Strategies for preventing false declines

Everyone has probably, at some point in their life, exhibited one or more of the behaviors outlined above. Given how common these types of situations are, you would think that fraud prevention solutions would be able to better navigate these use cases. And yet, the average merchant can lose up to 3% of their revenue to this error, which makes reducing false declines a top priority. Here are some strategies that merchants can implement to prevent false declines:

  • Update your automatic decisioning rules: Some of these rules will automatically decline an order with a billing/shipping mismatch, but in all four customer use cases, this was the case and the customers were legitimate. Catch-all rules like this don’t account for nuances in consumer behavior and lead to high rates of false declines. 

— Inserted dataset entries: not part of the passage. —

use contquery_error::Result;

use crate::arrays::field::Row;
use crate::execution::{ExecutionContext, RowSource};
use crate::expr::PhysicalExpr;

#[derive(Debug)]
pub struct PhysicalProject {
    exprs: Vec<PhysicalExpr>,
    input: Box<dyn RowSource>,
}

impl PhysicalProject {
    pub fn new(exprs: Vec<PhysicalExpr>, input: Box<dyn RowSource>) -> Self {
        PhysicalProject { exprs, input }
    }
}

impl RowSource for PhysicalProject {
    fn poll_next_row(&mut self, ctx: &ExecutionContext) -> Result<Option<Row>> {
        let row = match self.input.poll_next_row(ctx)? {
            Some(row) => row,
            None => return Ok(None),
        };
        let out = self
            .exprs
            .iter()
            .map(|expr| expr.eval(&row, ctx))
            .collect::<Result<Vec<_>>>()?;
        Ok(Some(out))
    }
}
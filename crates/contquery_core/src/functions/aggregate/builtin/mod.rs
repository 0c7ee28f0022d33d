pub mod array_agg;
pub mod avg;
pub mod bitwise;
pub mod bloom;
pub mod count;
pub mod first_values;
pub mod freq;
pub mod hll;
pub mod hypothetical;
pub mod minmax;
pub mod percentile;
pub mod string_agg;
pub mod sum;
pub mod topk;

use std::fmt::Debug;

use contquery_error::{DbError, Result};
use serde::{Deserialize, Serialize};

use crate::arrays::scalar::ScalarValue;
use crate::catalog::{AggregateDefinition, CombinerDefinition};
use crate::functions::aggregate::TransitionValue;
use crate::statistics::bloom::BloomFilter;
use crate::statistics::cmsketch::CountMinSketch;
use crate::statistics::hyperloglog::HyperLogLog;
use crate::statistics::topk::TopK;

/// An aggregate definition with its optional combine descriptor.
pub type BuiltinAggregate = (AggregateDefinition, Option<CombinerDefinition>);

/// Every builtin aggregate, in registration order.
pub fn builtin_aggregates() -> Vec<BuiltinAggregate> {
    let mut aggs = Vec::new();
    aggs.extend(count::definitions());
    aggs.extend(sum::definitions());
    aggs.extend(avg::definitions());
    aggs.extend(minmax::definitions());
    aggs.extend(bitwise::definitions());
    aggs.extend(string_agg::definitions());
    aggs.extend(array_agg::definitions());
    aggs.extend(hll::definitions());
    aggs.extend(bloom::definitions());
    aggs.extend(freq::definitions());
    aggs.extend(topk::definitions());
    aggs.extend(first_values::definitions());
    aggs.extend(percentile::definitions());
    aggs.extend(hypothetical::definitions());
    aggs
}

/// Internal state that collects every input value.
#[derive(Debug, Clone, Default, PartialEq, Serialize, Deserialize)]
pub struct CollectedValues {
    pub values: Vec<ScalarValue>,
}

pub(crate) fn state_i64(state: &TransitionValue) -> Result<i64> {
    state.as_datum()?.try_as_i64()
}

/// Get the first argument, erroring if the aggregate was called without one.
pub(crate) fn first_arg(args: &[ScalarValue]) -> Result<&ScalarValue> {
    args.first()
        .ok_or_else(|| DbError::new("Aggregate called without arguments"))
}

/// Add two counters element-wise, used by states stored as lists of counts.
pub(crate) fn add_counters(state: &mut TransitionValue, other: &TransitionValue) -> Result<()> {
    let other = other.as_datum()?.try_as_list()?.to_vec();
    let ScalarValue::List(counts) = state.as_datum_mut()? else {
        return Err(DbError::new("Expected a list state"));
    };
    if counts.len() != other.len() {
        return Err(DbError::new("Mismatched counter states")
            .with_field("left", counts.len())
            .with_field("right", other.len()));
    }
    for (count, other) in counts.iter_mut().zip(other) {
        *count = ScalarValue::Int64(count.try_as_i64()? + other.try_as_i64()?);
    }
    Ok(())
}

/// A sketch whose aggregate result is its own binary encoding.
pub trait BinarySketch: Debug + Clone + Send + Sync + Sized + 'static {
    fn to_bytes(&self) -> Result<Vec<u8>>;
    fn from_bytes(bytes: &[u8]) -> Result<Self>;
}

macro_rules! impl_binary_sketch {
    ($($sketch:ty),*) => {
        $(
            impl BinarySketch for $sketch {
                fn to_bytes(&self) -> Result<Vec<u8>> {
                    <$sketch>::to_bytes(self)
                }

                fn from_bytes(bytes: &[u8]) -> Result<Self> {
                    <$sketch>::from_bytes(bytes)
                }
            }
        )*
    };
}

impl_binary_sketch!(HyperLogLog, BloomFilter, CountMinSketch, TopK);

/// Encode a sketch state, null states stay null.
pub(crate) fn sketch_to_value<S: BinarySketch>(state: &TransitionValue) -> Result<ScalarValue> {
    if state.is_null() {
        return Ok(ScalarValue::Null);
    }
    Ok(ScalarValue::Binary(state.downcast_ref::<S>()?.to_bytes()?))
}

pub(crate) fn sketch_from_value<S: BinarySketch>(value: &ScalarValue) -> Result<TransitionValue> {
    if value.is_null() {
        return Ok(TransitionValue::null());
    }
    Ok(TransitionValue::internal(S::from_bytes(value.try_as_binary()?)?))
}

/// Merge `other` into `state` with `merge`. A null state adopts `other`.
pub(crate) fn merge_sketch<S, F>(state: &mut TransitionValue, other: S, merge: F) -> Result<()>
where
    S: BinarySketch,
    F: FnOnce(&mut S, &S) -> Result<()>,
{
    if state.is_null() {
        *state = TransitionValue::internal(other);
        return Ok(());
    }
    merge(state.downcast_mut::<S>()?, &other)
}

/// Merge a partial sketch state into `state`.
pub(crate) fn combine_sketch<S, F>(state: &mut TransitionValue, other: TransitionValue, merge: F) -> Result<()>
where
    S: BinarySketch,
    F: FnOnce(&mut S, &S) -> Result<()>,
{
    if other.is_null() {
        return Ok(());
    }
    let other = other.downcast_ref::<S>()?.clone();
    merge_sketch(state, other, merge)
}

/// Merge an encoded sketch argument into `state`, skipping nulls.
pub(crate) fn merge_sketch_arg<S, F>(state: &mut TransitionValue, args: &[ScalarValue], merge: F) -> Result<()>
where
    S: BinarySketch,
    F: FnOnce(&mut S, &S) -> Result<()>,
{
    let value = first_arg(args)?;
    if value.is_null() {
        return Ok(());
    }
    merge_sketch(state, S::from_bytes(value.try_as_binary()?)?, merge)
}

  • Use behavior analytics: A customer’s behavior during a shopping session can be a huge indicator of legitimacy. Fraudsters tend to go straight to checkout, whereas legitimate customers take time to shop around and compare goods. These sorts of indicators can enrich your decisioning process and reduce false declines. 
  • Stop using blocklists: Consumer behaviors change constantly, and so putting any sort of behavior variable or location on a blocklist can limit your ability to approve more good orders. For example, express shipping used to be seen as a fraud risk, but during the pandemic, this became a common practice for customers looking to receive supplies quickly.